*Your objective:*
Word for word, output the data that follows.

━━ Source records ━━

// ─── Tests ───────────────────────────────────────────────────────────────────

#[cfg(test)]
mod tests {
    use super::*;
    use pretty_assertions::assert_eq;

    fn keys(data: &[u8]) -> Vec<Event> {
        Parser::new().advance(data)
    }

    fn plain(code: KeyCode) -> Event {
        Event::Key(KeyEvent::plain(code))
    }

    fn with(code: KeyCode, modifiers: Modifiers) -> Event {
        Event::Key(KeyEvent::new(code, modifiers))
    }

    fn check(cases: &[(&str, Event)]) {
        for (input, want) in cases {
            assert_eq!(keys(input.as_bytes()), vec![want.clone()], "input {input:?}");
        }
    }

    // ── Single bytes ──

    #[test]
    fn printable_ascii_is_one_key_per_byte() {
        assert_eq!(
            keys(b"m d"),
            vec![
                plain(KeyCode::Char('m')),
                plain(KeyCode::Char(' ')),
                plain(KeyCode::Char('d')),
            ]
        );
    }

    #[test]
    fn control_bytes() {
        check(&[
            ("\x13", with(KeyCode::Char('s'), Modifiers::CTRL)),
            ("\x16", with(KeyCode::Char('v'), Modifiers::CTRL)),
            ("\x00", with(KeyCode::Char('@'), Modifiers::CTRL)),
            ("\x1f", with(KeyCode::Char('_'), Modifiers::CTRL)),
            ("\r", plain(KeyCode::Enter)),
            ("\n", plain(KeyCode::Enter)),
            ("\t", plain(KeyCode::Tab)),
            ("\x7f", plain(KeyCode::Backspace)),
            ("\x08", plain(KeyCode::Backspace)),
        ]);
    }

    #[test]
    fn multibyte_characters() {
        for s in ["ü", "あ", "🦀"] {
            let ch = s.chars().next().unwrap();
            assert_eq!(keys(s.as_bytes()), vec![plain(KeyCode::Char(ch))]);
        }
    }

    #[test]
    fn character_split_between_reads() {
        let bytes = "あ".as_bytes();
        let mut p = Parser::new();
        assert_eq!(p.advance(&bytes[..2]), Vec::<Event>::new());
        assert!(p.has_pending());
        assert_eq!(p.advance(&bytes[2..]), vec![plain(KeyCode::Char('あ'))]);
        assert!(!p.has_pending());
    }

    #[test]
    fn stray_continuation_bytes_are_dropped() {
        assert_eq!(keys(b"\xbfz"), vec![plain(KeyCode::Char('z'))]);
        assert_eq!(keys(b"\xe3z"), vec![plain(KeyCode::Char('z'))]);
    }

    // ── Escape and Alt ──

    #[test]
    fn escape_alone_needs_a_flush() {
        let mut p = Parser::new();
        assert_eq!(p.advance(b"\x1b"), Vec::<Event>::new());
        assert!(p.has_pending());
        assert_eq!(p.flush(), vec![plain(KeyCode::Escape)]);
        assert!(!p.has_pending());
        assert_eq!(p.flush(), Vec::<Event>::new());
    }

    #[test]
    fn escape_prefix_means_alt() {
        check(&[
            ("\x1bj", with(KeyCode::Char('j'), Modifiers::ALT)),
            ("\x1b\x1b", with(KeyCode::Escape, Modifiers::ALT)),
            ("\x1b\r", with(KeyCode::Enter, Modifiers::ALT)),
        ]);
    }

    #[test]
    fn flush_splits_a_partial_sequence_into_keys() {
        let mut p = Parser::new();
        assert_eq!(p.advance(b"\x1bO"), Vec::<Event>::new());
        assert_eq!(
            p.flush(),
            vec![plain(KeyCode::Escape), plain(KeyCode::Char('O'))]
        );
    }

    // ── Sequences ──

    #[test]
    fn letter_finals_after_csi_and_ss3() {
        check(&[
            ("\x1b[A", plain(KeyCode::Up)),
            ("\x1b[B", plain(KeyCode::Down)),
            ("\x1b[C", plain(KeyCode::Right)),
            ("\x1b[D", plain(KeyCode::Left)),
            ("\x1b[H", plain(KeyCode::Home)),
            ("\x1b[F", plain(KeyCode::End)),
            ("\x1b[Z", plain(KeyCode::BackTab)),
            ("\x1bOB", plain(KeyCode::Down)),
            ("\x1bOP", plain(KeyCode::F(1))),
        ]);
    }

    #[test]
    fn tilde_sequences() {
        check(&[
            ("\x1b[3~", plain(KeyCode::Delete)),
            ("\x1b[2~", plain(KeyCode::Insert)),
            ("\x1b[6~", plain(KeyCode::PageDown)),
            ("\x1b[7~", plain(KeyCode::Home)),
            ("\x1b[8~", plain(KeyCode::End)),
            ("\x1b[17~", plain(KeyCode::F(6))),
            ("\x1b[24~", plain(KeyCode::F(12))),
        ]);
    }

    #[test]
    fn modifier_parameter() {
        check(&[
            ("\x1b[2;2~", with(KeyCode::Insert, Modifiers::SHIFT)),
            ("\x1b[1;5A", with(KeyCode::Up, Modifiers::CTRL)),
            ("\x1b[1;3D", with(KeyCode::Left, Modifiers::ALT)),
            (
                "\x1b[3;6~",
                with(KeyCode::Delete, Modifiers::SHIFT | Modifiers::CTRL),
            ),
        ]);
    }

    #[test]
    fn unrecognized_sequences_vanish() {
        assert_eq!(keys(b"\x1b[42~q"), vec![plain(KeyCode::Char('q'))]);
        assert_eq!(keys(b"\x1b[5n"), Vec::<Event>::new());
        assert_eq!(keys(b"\x1bOx"), Vec::<Event>::new());
    }

    #[test]
    fn sequence_split_between_reads() {
        let mut p = Parser::new();
        assert_eq!(p.advance(b"\x1b[1;"), Vec::<Event>::new());
        assert_eq!(p.advance(b"5C"), vec![with(KeyCode::Right, Modifiers::CTRL)]);
    }

    #[test]
    fn params_and_modifiers() {
        assert_eq!(params(b"1;5"), (1, 5));
        assert_eq!(params(b";3"), (0, 3));
        assert_eq!(params(b""), (0, 0));
        assert_eq!(modifiers(0), Modifiers::empty());
        assert_eq!(modifiers(1), Modifiers::empty());
        assert_eq!(modifiers(8), Modifiers::all());
    }

    // ── Bracketed paste ──

    #[test]
    fn paste_arrives_whole() {
        assert_eq!(
            keys(b"\x1b[200~- [ ] one\n- [x] two\x1b[201~"),
            vec![Event::Paste("- [ ] one\n- [x] two".into())]
        );
    }

    #[test]
    fn escape_bytes_inside_a_paste_are_text() {
        assert_eq!(
            keys(b"\x1b[200~\x1b[B\x1bk\x1b[201~i"),
            vec![
                Event::Paste("\x1b[B\x1bk".into()),
                plain(KeyCode::Char('i')),
            ]
        );
    }

    #[test]
    fn paste_delimiters_split_between_reads() {
        let mut p = Parser::new();
        assert_eq!(p.advance(b"\x1b[2"), Vec::<Event>::new());
        assert_eq!(p.advance(b"00~ab"), Vec::<Event>::new());
        assert_eq!(p.advance(b"cd\x1b[20"), Vec::<Event>::new());
        assert_eq!(
            p.advance(b"1~x"),
            vec![Event::Paste("abcd".into()), plain(KeyCode::Char('x'))]
        );
        assert!(!p.has_pending());
    }

    #[test]
    fn flush_closes_an_open_paste() {
        let mut p = Parser::new();
        assert_eq!(p.advance(b"\x1b[200~# Ti"), Vec::<Event>::new());
        assert!(p.has_pending());
        assert_eq!(p.flush(), vec![Event::Paste("# Ti".into())]);
        assert!(!p.has_pending());
    }

    #[test]
    fn empty_paste() {
        assert_eq!(keys(b"\x1b[200~\x1b[201~"), vec![Event::Paste(String::new())]);
    }
}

━━━

*Solution for this task:*
// ─── Tests ───────────────────────────────────────────────────────────────────

#[cfg(test)]
mod tests {
    use super::*;
    use pretty_assertions::assert_eq;

    fn keys(data: &[u8]) -> Vec<Event> {
        Parser::new().advance(data)
    }

    fn plain(code: KeyCode) -> Event {
        Event::Key(KeyEvent::plain(code))
    }

    fn with(code: KeyCode, modifiers: Modifiers) -> Event {
        Event::Key(KeyEvent::new(code, modifiers))
    }

    fn check(cases: &[(&str, Event)]) {
        for (input, want) in cases {
            assert_eq!(keys(input.as_bytes()), vec![want.clone()], "input {input:?}");
        }
    }

    // ── Single bytes ──

    #[test]
    fn printable_ascii_is_one_key_per_byte() {
        assert_eq!(
            keys(b"m d"),
            vec![
                plain(KeyCode::Char('m')),
                plain(KeyCode::Char(' ')),
                plain(KeyCode::Char('d')),
            ]
        );
    }

    #[test]
    fn control_bytes() {
        check(&[
            ("\x13", with(KeyCode::Char('s'), Modifiers::CTRL)),
            ("\x16", with(KeyCode::Char('v'), Modifiers::CTRL)),
            ("\x00", with(KeyCode::Char('@'), Modifiers::CTRL)),
            ("\x1f", with(KeyCode::Char('_'), Modifiers::CTRL)),
            ("\r", plain(KeyCode::Enter)),
            ("\n", plain(KeyCode::Enter)),
            ("\t", plain(KeyCode::Tab)),
            ("\x7f", plain(KeyCode::Backspace)),
            ("\x08", plain(KeyCode::Backspace)),
        ]);
    }

    #[test]
    fn multibyte_characters() {
        for s in ["ü", "あ", "🦀"] {
            let ch = s.chars().next().unwrap();
            assert_eq!(keys(s.as_bytes()), vec![plain(KeyCode::Char(ch))]);
        }
    }

    #[test]
    fn character_split_between_reads() {
        let bytes = "あ".as_bytes();
        let mut p = Parser::new();
        assert_eq!(p.advance(&bytes[..2]), Vec::<Event>::new());
        assert!(p.has_pending());
        assert_eq!(p.advance(&bytes[2..]), vec![plain(KeyCode::Char('あ'))]);
        assert!(!p.has_pending());
    }

    #[test]
    fn stray_continuation_bytes_are_dropped() {
        assert_eq!(keys(b"\xbfz"), vec![plain(KeyCode::Char('z'))]);
        assert_eq!(keys(b"\xe3z"), vec![plain(KeyCode::Char('z'))]);
    }

    // ── Escape and Alt ──

    #[test]
    fn escape_alone_needs_a_flush() {
        let mut p = Parser::new();
        assert_eq!(p.advance(b"\x1b"), Vec::<Event>::new());
        assert!(p.has_pending());
        assert_eq!(p.flush(), vec![plain(KeyCode::Escape)]);
        assert!(!p.has_pending());
        assert_eq!(p.flush(), Vec::<Event>::new());
    }

    #[test]
    fn escape_prefix_means_alt() {
        check(&[
            ("\x1bj", with(KeyCode::Char('j'), Modifiers::ALT)),
            ("\x1b\x1b", with(KeyCode::Escape, Modifiers::ALT)),
            ("\x1b\r", with(KeyCode::Enter, Modifiers::ALT)),
        ]);
    }

    #[test]
    fn flush_splits_a_partial_sequence_into_keys() {
        let mut p = Parser::new();
        assert_eq!(p.advance(b"\x1bO"), Vec::<Event>::new());
        assert_eq!(
            p.flush(),
            vec![plain(KeyCode::Escape), plain(KeyCode::Char('O'))]
        );
    }

    // ── Sequences ──

    #[test]
    fn letter_finals_after_csi_and_ss3() {
        check(&[
            ("\x1b[A", plain(KeyCode::Up)),
            ("\x1b[B", plain(KeyCode::Down)),
            ("\x1b[C", plain(KeyCode::Right)),
            ("\x1b[D", plain(KeyCode::Left)),
            ("\x1b[H", plain(KeyCode::Home)),
            ("\x1b[F", plain(KeyCode::End)),
            ("\x1b[Z", plain(KeyCode::BackTab)),
            ("\x1bOB", plain(KeyCode::Down)),
            ("\x1bOP", plain(KeyCode::F(1))),
        ]);
    }

    #[test]
    fn tilde_sequences() {
        check(&[
            ("\x1b[3~", plain(KeyCode::Delete)),
            ("\x1b[2~", plain(KeyCode::Insert)),
            ("\x1b[6~", plain(KeyCode::PageDown)),
            ("\x1b[7~", plain(KeyCode::Home)),
            ("\x1b[8~", plain(KeyCode::End)),
            ("\x1b[17~", plain(KeyCode::F(6))),
            ("\x1b[24~", plain(KeyCode::F(12))),
        ]);
    }

    #[test]
    fn modifier_parameter() {
        check(&[
            ("\x1b[2;2~", with(KeyCode::Insert, Modifiers::SHIFT)),
            ("\x1b[1;5A", with(KeyCode::Up, Modifiers::CTRL)),
            ("\x1b[1;3D", with(KeyCode::Left, Modifiers::ALT)),
            (
                "\x1b[3;6~",
                with(KeyCode::Delete, Modifiers::SHIFT | Modifiers::CTRL),
            ),
        ]);
    }

    #[test]
    fn unrecognized_sequences_vanish() {
        assert_eq!(keys(b"\x1b[42~q"), vec![plain(KeyCode::Char('q'))]);
        assert_eq!(keys(b"\x1b[5n"), Vec::<Event>::new());
        assert_eq!(keys(b"\x1bOx"), Vec::<Event>::new());
    }

    #[test]
    fn sequence_split_between_reads() {
        let mut p = Parser::new();
        assert_eq!(p.advance(b"\x1b[1;"), Vec::<Event>::new());
        assert_eq!(p.advance(b"5C"), vec![with(KeyCode::Right, Modifiers::CTRL)]);
    }

    #[test]
    fn params_and_modifiers() {
        assert_eq!(params(b"1;5"), (1, 5));
        assert_eq!(params(b";3"), (0, 3));
        assert_eq!(params(b""), (0, 0));
        assert_eq!(modifiers(0), Modifiers::empty());
        assert_eq!(modifiers(1), Modifiers::empty());
        assert_eq!(modifiers(8), Modifiers::all());
    }

    // ── Bracketed paste ──

    #[test]
    fn paste_arrives_whole() {
        assert_eq!(
            keys(b"\x1b[200~- [ ] one\n- [x] two\x1b[201~"),
            vec![Event::Paste("- [ ] one\n- [x] two".into())]
        );
    }

    #[test]
    fn escape_bytes_inside_a_paste_are_text() {
        assert_eq!(
            keys(b"\x1b[200~\x1b[B\x1bk\x1b[201~i"),
            vec![
                Event::Paste("\x1b[B\x1bk".into()),
                plain(KeyCode::Char('i')),
            ]
        );
    }

    #[test]
    fn paste_delimiters_split_between_reads() {
        let mut p = Parser::new();
        assert_eq!(p.advance(b"\x1b[2"), Vec::<Event>::new());
        assert_eq!(p.advance(b"00~ab"), Vec::<Event>::new());
        assert_eq!(p.advance(b"cd\x1b[20"), Vec::<Event>::new());
        assert_eq!(
            p.advance(b"1~x"),
            vec![Event::Paste("abcd".into()), plain(KeyCode::Char('x'))]
        );
        assert!(!p.has_pending());
    }

    #[test]
    fn flush_closes_an_open_paste() {
        let mut p = Parser::new();
        assert_eq!(p.advance(b"\x1b[200~# Ti"), Vec::<Event>::new());
        assert!(p.has_pending());
        assert_eq!(p.flush(), vec![Event::Paste("# Ti".into())]);
        assert!(!p.has_pending());
    }

    #[test]
    fn empty_paste() {
        assert_eq!(keys(b"\x1b[200~\x1b[201~"), vec![Event::Paste(String::new())]);
    }
}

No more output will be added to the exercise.